Documentation Drives Reimbursement
Much like hierarchical condition category (HCC) coding for payers (see “Validate Coding Data with CDIPs in Medicare Risk Adjustment,” Coding Edge, August 2009, pages 20-23), the hospital depends on physician documentation to capture co-morbidities and complications that make patient care more complex, risky, or lengthy. In 2007, the Centers for Medicare & Medicaid Services (CMS) “tiered” the DRG system, increasing the number of DRGs from 538 to 745 Medical Severity DRGs (MS DRGs). Diagnosis codes considered as pertinent co-morbidities and/or complications (CC), or major co-morbidities and/or complications (MCC), were assigned to specific MS DRGs under the new groupings. Additional revenue is tied to the DRG when a CC or MCC is documented and coded.
The extra dollars can be linked to something as simple as documentation citing whether the patient has systolic or diastolic heart failure, and specifying whether it is acute, chronic, or acute-on-chronic. This specificity level sends the coder to a precise diagnosis that accurately drives a correct DRG for the patient’s clinical picture.
For example, previous DRG 127 Heart Failure & Shock, was split into three MS-DRGs:
- DRG 291 Heart Failure & Shock with MCC
- DRG 292 Heart Failure & Shock with CC
- DRG 293 Heart Failure & Shock without CC/MCC
A frequently-encountered example of documentation that requires attention is “urosepsis.” There is no corresponding ICD-9-CM code for this term. Clinically, this is a urinary tract infection (UTI) with sepsis and should be documented as such. Sepsis is a severe infection where bacteria enter the blood stream from the urinary tract. Generally, it causes multi-system failure. The term “urosepsis” is used quite casually, and often there is no documentation to support true sepsis.
Another problem area is that often the chart will say simply “diabetes” in the history. There is no mention of type, or whether it is in control. Is the patient’s blood sugar 200 secondary to the stress of surgery, or is he just not well managed and out of control as a matter of baseline? Coders must rely on the provider to document these details before they can be coded. In the world of provider coding and billing, this can translate into lost dollars for care not deemed medically necessary based on Local Coverage Determinations (LCDs) or National Coverage Determinations (NCDs).

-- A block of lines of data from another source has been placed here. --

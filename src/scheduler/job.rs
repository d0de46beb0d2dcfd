//! Job, requester and destination types.

use std::fmt;

use chrono::{DateTime, Utc};
use serde::{Deserialize, Serialize};
use uuid::Uuid;

use crate::channels::Attachment;

/// One of the two identities allowed to submit work.
#[derive(Debug, Clone, Copy, PartialEq, Eq, Hash, Serialize, Deserialize)]
#[serde(rename_all = "snake_case")]
pub enum Requester {
    Primary,
    Secondary,
}

impl Requester {
    /// The other allow-listed requester.
    pub fn other(self) -> Self {
        match self {
            Self::Primary => Self::Secondary,
            Self::Secondary => Self::Primary,
        }
    }
}

impl fmt::Display for Requester {
    fn fmt(&self, f: &mut fmt::Formatter<'_>) -> fmt::Result {
        let s = match self {
            Self::Primary => "primary",
            Self::Secondary => "secondary",
        };
        write!(f, "{s}")
    }
}

/// Photo-library account a Primary job can be routed to.
#[derive(Debug, Clone, Copy, PartialEq, Eq, Hash, Serialize, Deserialize)]
pub enum AccountSlot {
    First,
    Second,
}

impl AccountSlot {
    /// Map a numeric choice reply (`1` / `2`) to a slot.
    pub fn from_choice(choice: u8) -> Option<Self> {
        match choice {
            1 => Some(Self::First),
            2 => Some(Self::Second),
            _ => None,
        }
    }

    pub fn number(self) -> u8 {
        match self {
            Self::First => 1,
            Self::Second => 2,
        }
    }
}

/// Where a job's artifact gets uploaded.
#[derive(Debug, Clone, Copy, PartialEq, Eq, Hash, Serialize, Deserialize)]
#[serde(rename_all = "snake_case", tag = "kind")]
pub enum Destination {
    /// Photo library account.
    PhotoLibrary { account: AccountSlot },
    /// Generic file host; answers with a share link.
    FileHost,
}

impl Destination {
    pub const DEFAULT_LIBRARY: Destination = Destination::PhotoLibrary {
        account: AccountSlot::First,
    };
}

impl fmt::Display for Destination {
    fn fmt(&self, f: &mut fmt::Formatter<'_>) -> fmt::Result {
        match self {
            Self::PhotoLibrary { account } => write!(f, "photo library #{}", account.number()),
            Self::FileHost => write!(f, "file host"),
        }
    }
}

/// What a job fetches.
#[derive(Debug, Clone, PartialEq, Eq)]
pub enum Resource {
    /// Remote link, already normalized by the router.
    Url(String),
    /// Media blob held by the transport.
    Attachment(Attachment),
}

impl Resource {
    /// Destination used when nobody picked one.
    pub fn default_destination(&self) -> Destination {
        match self {
            Self::Url(_) => Destination::DEFAULT_LIBRARY,
            Self::Attachment(_) => Destination::FileHost,
        }
    }
}

impl fmt::Display for Resource {
    fn fmt(&self, f: &mut fmt::Formatter<'_>) -> fmt::Result {
        match self {
            Self::Url(url) => write!(f, "{url}"),
            Self::Attachment(a) => write!(f, "attachment {}", a.file_id),
        }
    }
}

/// A unit of work.
///
/// Jobs are never edited in place; resolving the destination consumes the
/// job and returns a new one.
#[derive(Debug, Clone, PartialEq, Eq)]
pub struct Job {
    pub id: Uuid,
    pub requester: Requester,
    pub resource: Resource,
    /// `None` until resolved; resolution happens when the job starts.
    pub destination: Option<Destination>,
    /// Conversation that receives this job's status messages.
    pub target: String,
    pub created_at: DateTime<Utc>,
}

impl Job {
    pub fn new(requester: Requester, resource: Resource, target: impl Into<String>) -> Self {
        Self {
            id: Uuid::new_v4(),
            requester,
            resource,
            destination: None,
            target: target.into(),
            created_at: Utc::now(),
        }
    }

    pub fn with_destination(self, destination: Destination) -> Self {
        Self {
            destination: Some(destination),
            ..self
        }
    }

    /// Fill in the resource's default destination if none was chosen.
    pub fn resolved(self) -> Self {
        match self.destination {
            Some(_) => self,
            None => {
                let destination = self.resource.default_destination();
                self.with_destination(destination)
            }
        }
    }

    /// Primary link submissions wait for an interactive account choice.
    pub fn needs_choice(&self) -> bool {
        self.requester == Requester::Primary
            && self.destination.is_none()
            && matches!(self.resource, Resource::Url(_))
    }
}

#[cfg(test)]
mod tests {
    use super::*;
    use crate::channels::AttachmentKind;

    fn url_job(requester: Requester) -> Job {
        Job::new(requester, Resource::Url("https://example.com/v".into()), "chat")
    }

    #[test]
    fn requester_other_flips() {
        assert_eq!(Requester::Primary.other(), Requester::Secondary);
        assert_eq!(Requester::Secondary.other(), Requester::Primary);
    }

    #[test]
    fn account_slot_from_choice() {
        assert_eq!(AccountSlot::from_choice(1), Some(AccountSlot::First));
        assert_eq!(AccountSlot::from_choice(2), Some(AccountSlot::Second));
        assert_eq!(AccountSlot::from_choice(3), None);
        assert_eq!(AccountSlot::from_choice(0), None);
    }

    #[test]
    fn resolution_produces_new_job_with_same_identity() {
        let job = url_job(Requester::Secondary);
        let id = job.id;
        let resolved = job.resolved();
        assert_eq!(resolved.id, id);
        assert_eq!(resolved.destination, Some(Destination::DEFAULT_LIBRARY));
    }

    #[test]
    fn resolution_keeps_explicit_choice() {
        let chosen = Destination::PhotoLibrary {
            account: AccountSlot::Second,
        };
        let job = url_job(Requester::Primary).with_destination(chosen).resolved();
        assert_eq!(job.destination, Some(chosen));
    }

    #[test]
    fn attachments_default_to_file_host() {
        let job = Job::new(
            Requester::Primary,
            Resource::Attachment(Attachment::new(AttachmentKind::Image, "f")),
            "chat",
        );
        assert!(!job.needs_choice());
        assert_eq!(job.resolved().destination, Some(Destination::FileHost));
    }

    #[test]
    fn only_primary_links_need_choice() {
        assert!(url_job(Requester::Primary).needs_choice());
        assert!(!url_job(Requester::Secondary).needs_choice());
    }

    #[test]
    fn destination_display() {
        assert_eq!(Destination::DEFAULT_LIBRARY.to_string(), "photo library #1");
        assert_eq!(Destination::FileHost.to_string(), "file host");
    }
}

Here’s yet another example: Two 50-year-old male patients each present for rotator cuff (shoulder) repair. One is healthy. The other has diabetes type II, in poor control.
The healthy patient undergoes surgery and is discharged the next day. The diabetic patient develops leukocytosis, fever, and warmth at the incision, with subsequent wound dehiscence, and cultures showing methicillin-resistant Staphylococcus aureus (MRSA). He is in the hospital for an extra seven days with IV Vancomycin, and returns to the operating room (OR) for debridement and secondary wound closure.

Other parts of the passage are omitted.